Ace Motor Corporation was a motorcycle manufacturer in continuous operation in Philadelphia, Pennsylvania between 1919 and 1924, and intermittently afterward until 1927.
Essentially only one model of the large luxury four-cylinder motorcycle, with slight variations, was made from first to last.

==History==

=== Origin ===
The original company was legally incorporated as the Ace Motor Corporation in Philadelphia in 1919. It was founded by William G. Henderson, who resigned from Excelsior Motor Manufacturing & Supply Co. (after having sold the earlier Henderson Motorcycle business) that same year.
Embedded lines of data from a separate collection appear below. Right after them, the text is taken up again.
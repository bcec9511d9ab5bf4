//! Track descriptor resolution: classifies a raw user query and maps it to
//! playable track descriptors via the catalog providers and the video
//! platform search.

/// Submodule implementing the Spotify catalog provider.
pub mod spotify;
/// Submodule implementing the SoundCloud provider.
pub mod soundcloud;
/// Submodule defining `TrackMetadata` and `Track`.
pub mod track_metadata;
/// Submodule implementing the YouTube search/stream resolver.
pub mod youtube;

use std::sync::Arc;
use std::sync::atomic::{AtomicBool, Ordering};

use serenity::async_trait;
use tracing::{info, warn};
use url::Url;

use crate::commands::music::utils::session_manager::{MusicError, MusicResult};
use soundcloud::SoundCloudApi;
use spotify::SpotifyApi;
use track_metadata::{CatalogItem, TrackMetadata};
use youtube::YoutubeApi;

/// The primary video platform: free-text search plus direct-link metadata.
///
/// Each call resolves at most one stream reference; `Ok(None)` means "no
/// match", which is never fatal to the caller.
#[cfg_attr(test, mockall::automock)]
#[async_trait]
pub trait StreamSearch: Send + Sync {
    async fn search(&self, query: &str) -> MusicResult<Option<TrackMetadata>>;
    async fn metadata_for_url(&self, url: &str) -> MusicResult<Option<TrackMetadata>>;
}

/// A catalog search backend reachable through a link (Spotify, SoundCloud).
#[async_trait]
pub trait CatalogProvider: Send + Sync {
    /// Whether this provider recognizes the URL.
    fn is_valid_url(&self, url: &str) -> bool;

    /// Resolve the URL into tracks or a deferred collection. The stream
    /// search is passed in for providers that only carry catalog metadata.
    async fn resolve(&self, url: &str, search: &dyn StreamSearch) -> MusicResult<Resolution>;
}

/// Outcome of resolving one user query.
#[derive(Debug)]
pub enum Resolution {
    /// Fully-resolved tracks, ready to play in order.
    Tracks(Vec<TrackMetadata>),
    /// A catalog collection. Item metadata is complete; each item's stream
    /// is resolved lazily, one search per item, when the group is loaded.
    Collection { name: String, items: Vec<CatalogItem> },
    /// The query produced no results.
    NoMatches,
    /// URL-shaped input that no provider understands.
    Unsupported,
}

/// A utility struct providing general helpers for query classification.
pub struct AudioSource;

impl AudioSource {
    /// Whether the input is URL-shaped (http/https). Does not validate that
    /// the URL is reachable or supported by any provider.
    pub fn is_url(input: &str) -> bool {
        Url::parse(input)
            .map(|url| matches!(url.scheme(), "http" | "https"))
            .unwrap_or(false)
    }
}

/// Translates user queries into playable track descriptors.
///
/// Classification order: known catalog link, video platform link, any other
/// URL (unsupported, fails fast), free text (treated as a search).
pub struct Resolver {
    youtube: Arc<dyn StreamSearch>,
    catalogs: Vec<Arc<dyn CatalogProvider>>,
    throttled: Arc<AtomicBool>,
}

impl Resolver {
    /// Build the production resolver: Spotify and SoundCloud catalogs over a
    /// YouTube stream search. `throttled` is the shared sticky flag flipped
    /// when an external dependency reports sustained rate-limiting.
    pub fn new(http: reqwest::Client, throttled: Arc<AtomicBool>) -> Self {
        Self {
            youtube: Arc::new(YoutubeApi::new(throttled.clone())),
            catalogs: vec![
                Arc::new(SpotifyApi::new(http.clone(), throttled.clone())),
                Arc::new(SoundCloudApi::new(http, throttled.clone())),
            ],
            throttled,
        }
    }

    /// Assemble a resolver from explicit parts.
    pub fn with_sources(
        youtube: Arc<dyn StreamSearch>,
        catalogs: Vec<Arc<dyn CatalogProvider>>,
        throttled: Arc<AtomicBool>,
    ) -> Self {
        Self {
            youtube,
            catalogs,
            throttled,
        }
    }

    /// The stream search used for lazy per-item resolution of collections.
    pub fn stream_search(&self) -> Arc<dyn StreamSearch> {
        self.youtube.clone()
    }

    /// Whether the resolve path has been disabled by sustained throttling.
    pub fn is_throttled(&self) -> bool {
        self.throttled.load(Ordering::Relaxed)
    }

    /// Resolve a raw user query into track descriptors, stamping the
    /// requester onto everything produced.
    pub async fn resolve(&self, query: &str, requested_by: &str) -> MusicResult<Resolution> {
        let resolution = self.classify_and_resolve(query).await?;
        Ok(stamp_requester(resolution, requested_by))
    }

    async fn classify_and_resolve(&self, query: &str) -> MusicResult<Resolution> {
        if AudioSource::is_url(query) {
            // Catalog links take priority over the raw video platform.
            for catalog in &self.catalogs {
                if catalog.is_valid_url(query) {
                    return catalog.resolve(query, self.youtube.as_ref()).await;
                }
            }

            if YoutubeApi::is_youtube_url(query) {
                return match self.youtube.metadata_for_url(query).await? {
                    Some(metadata) => Ok(Resolution::Tracks(vec![metadata])),
                    None => Ok(Resolution::NoMatches),
                };
            }

            warn!("Unable to resolve URL to a known provider: {}", query);
            return Ok(Resolution::Unsupported);
        }

        info!("Searching for query: {}", query);
        match self.youtube.search(query).await? {
            Some(metadata) => Ok(Resolution::Tracks(vec![metadata])),
            None => Ok(Resolution::NoMatches),
        }
    }
}

fn stamp_requester(resolution: Resolution, requested_by: &str) -> Resolution {
    match resolution {
        Resolution::Tracks(mut tracks) => {
            for track in &mut tracks {
                track.requested_by = Some(requested_by.to_string());
            }
            Resolution::Tracks(tracks)
        }
        other => other,
    }
}

/// Shared helper: map an HTTP 429 onto the sticky throttle flag and a
/// resolver failure for this call only.
pub(crate) fn flag_if_throttled(
    status: reqwest::StatusCode,
    throttled: &AtomicBool,
    source: &str,
) -> Option<MusicError> {
    if status == reqwest::StatusCode::TOO_MANY_REQUESTS {
        warn!("{} reported sustained rate-limiting; disabling playback", source);
        throttled.store(true, Ordering::Relaxed);
        return Some(MusicError::ExternalApiError(format!(
            "{source} is rate-limiting requests"
        )));
    }
    None
}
He founded the company in the fall of 1919, backed by Max M. Sladkin of Haverford Cycle Co., to build his own inline four-cylinder motorcycle design.

Having sold Henderson Motorcycle to Ignaz Schwinn's Excelsior Motor Manufacturing & Supply Company, founder William G. Henderson continued to work there until 1919, when differences of opinion regarding the design direction of Henderson motorcycles led to his resignation from Excelsior.
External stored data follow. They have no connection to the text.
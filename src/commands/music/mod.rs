pub mod disconnect;
pub mod pause;
pub mod play;
pub mod queue;
pub mod resume;
pub mod skip;
pub mod stop;

pub mod audio_sources;
pub mod utils;

use crate::{CommandResult, Context};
In the fall of 1919, with the support of Max M. Sladkin of Haverford Cycle Co., Henderson started the Ace Motor Corporation in Philadelphia, Pennsylvania. The Ace motorcycle resembled the Henderson in general form, being a longitudinal four-cylinder motorcycle with chain drive, but Henderson had to be careful not to infringe any trademarks or patents that would have been owned by Excelsior at the time. Production began in 1920.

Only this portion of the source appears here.